3. Use A Wax-Based Pencil. If your brows are on the thinner side, James suggests using a wax-based pencil because it can adhere directly to the skin. “If you use a wax-based pencil, it is not going to move around as much as a powder would,” she explains. The new Le Métier de Beauté Precision Brow Pencil ($42)  has a fine tip that enables you to easily fill in any holes in the brows and is buildable allowing you to create a natural-looking brow.

Photo: neimanmarcus.com

Scott recommends keeping it simple when it comes to filling in your brows by limiting your arsenal to one or two products and refraining from altering the shape too much.

4. Refine Your Technique. The method you use to apply your brow product is especially important. Gafni notes that many of us go wrong by choosing the wrong color. “Pick a shade two shades lighter than your hair color. If you have dark skin and dark hair, choose a shade like Mahogany instead of Black,” he says. “If you go too dark, or too warm then it looks obvious like you’re wearing makeup.”

Photo: ramy.com

The most important step after filling in your brows is to always brush the product through with a brush with a spooled end like his Browtility Brush ($18). “It blends in the product and removes the excess, leaving you with a natural-looking brow,” Gafni says.

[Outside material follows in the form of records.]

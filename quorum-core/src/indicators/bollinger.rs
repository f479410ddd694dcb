//! Bollinger Bands — moving average +/- standard deviation multiplier.
//!
//! Three bands (separate Indicator instances):
//! - Middle: SMA(price, period)
//! - Upper: middle + mult * stddev(price, period)
//! - Lower: middle - mult * stddev(price, period)
//!
//! Uses population stddev (divide by N).
//! Lookback: period - 1.

use super::indicator::Indicator;
use crate::domain::TimeSeries;

/// Which band of the Bollinger Bands to compute.
#[derive(Debug, Clone, Copy, PartialEq, Eq)]
pub enum BollingerBand {
    Upper,
    Middle,
    Lower,
}

/// All three bands plus the rolling standard deviation.
#[derive(Debug, Clone, PartialEq)]
pub struct BollingerSeries {
    pub upper: Vec<f64>,
    pub middle: Vec<f64>,
    pub lower: Vec<f64>,
    pub std_dev: Vec<f64>,
}

/// Bollinger Bands over a raw slice.
pub fn bollinger(values: &[f64], period: usize, multiplier: f64) -> BollingerSeries {
    let n = values.len();
    let mut out = BollingerSeries {
        upper: vec![f64::NAN; n],
        middle: vec![f64::NAN; n],
        lower: vec![f64::NAN; n],
        std_dev: vec![f64::NAN; n],
    };

    if period == 0 || n < period {
        return out;
    }

    for i in (period - 1)..n {
        let window = &values[(i + 1 - period)..=i];
        if window.iter().any(|v| v.is_nan()) {
            continue;
        }

        let mean = window.iter().sum::<f64>() / period as f64;
        let variance = window
            .iter()
            .map(|v| {
                let diff = v - mean;
                diff * diff
            })
            .sum::<f64>()
            / period as f64;
        let sd = variance.sqrt();

        out.middle[i] = mean;
        out.std_dev[i] = sd;
        out.upper[i] = mean + multiplier * sd;
        out.lower[i] = mean - multiplier * sd;
    }

    out
}

#[derive(Debug, Clone)]
pub struct Bollinger {
    period: usize,
    multiplier: f64,
    band: BollingerBand,
    name: String,
}

impl Bollinger {
    pub fn new(period: usize, multiplier: f64, band: BollingerBand) -> Self {
        assert!(period >= 1, "Bollinger period must be >= 1");
        let label = match band {
            BollingerBand::Upper => "upper",
            BollingerBand::Middle => "middle",
            BollingerBand::Lower => "lower",
        };
        Self {
            period,
            multiplier,
            band,
            name: format!("bollinger_{label}_{period}_{multiplier}"),
        }
    }

    pub fn upper(period: usize, multiplier: f64) -> Self {
        Self::new(period, multiplier, BollingerBand::Upper)
    }

    pub fn middle(period: usize, multiplier: f64) -> Self {
        Self::new(period, multiplier, BollingerBand::Middle)
    }

    pub fn lower(period: usize, multiplier: f64) -> Self {
        Self::new(period, multiplier, BollingerBand::Lower)
    }
}

impl Indicator for Bollinger {
    fn name(&self) -> &str {
        &self.name
    }

    fn period(&self) -> Option<usize> {
        Some(self.period)
    }

    fn lookback(&self) -> usize {
        self.period.saturating_sub(1)
    }

    fn compute(&self, series: &TimeSeries) -> Vec<f64> {
        let bands = bollinger(series.prices(), self.period, self.multiplier);
        match self.band {
            BollingerBand::Upper => bands.upper,
            BollingerBand::Middle => bands.middle,
            BollingerBand::Lower => bands.lower,
        }
    }
}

5. Test Out Tinting. If you are considering a solution that lasts longer like microblading, having your brows tinted first might be an economical choice since the cost is under $25 at Benefit Stores. “Tinting allows you to see what is it like to have your brows done all the time,” James, who is also an aesthetician, explains. “It is supposed to last about two weeks but because ethnic skin tends to be oiler it may break down faster.”

6. Do Your Research. None of the brow experts I spoke to were a fan of permanent brow tattooing. However, they all saw the benefits of microblading, a semi-permanent option that can last up to two years, especially for those who have experienced permanent eyebrow hair loss, with certain caveats.

Photo: prestigeaesthetic

Gafni cautions that this is not the time to rely solely on online reviews or use a Groupon (sessions can range from $300-$1,500 depending on the artist).  And please, please, please don’t try to get the hook-up by a friend with no credentials. “Get a referral from a friend and make sure you see their work beforehand,” he says. Research your microblade brow artist the same way you would a tattoo artist and realize that each may use a different technique, so be specific about the outcome you are looking for, James notes. “I also don’t think microblading is the best choice for anyone who develops keloids on their skin,” James says. “Remember this is a form of tattooing.” Finally, Scott says, “If you get it done by the right person who has the right eye to only fix and fill in what you need, then you will probably get exactly what you want out of the procedure, but when it goes wrong it’s because the technician went too far (over-filled your brows, wrong color choice, et al…).”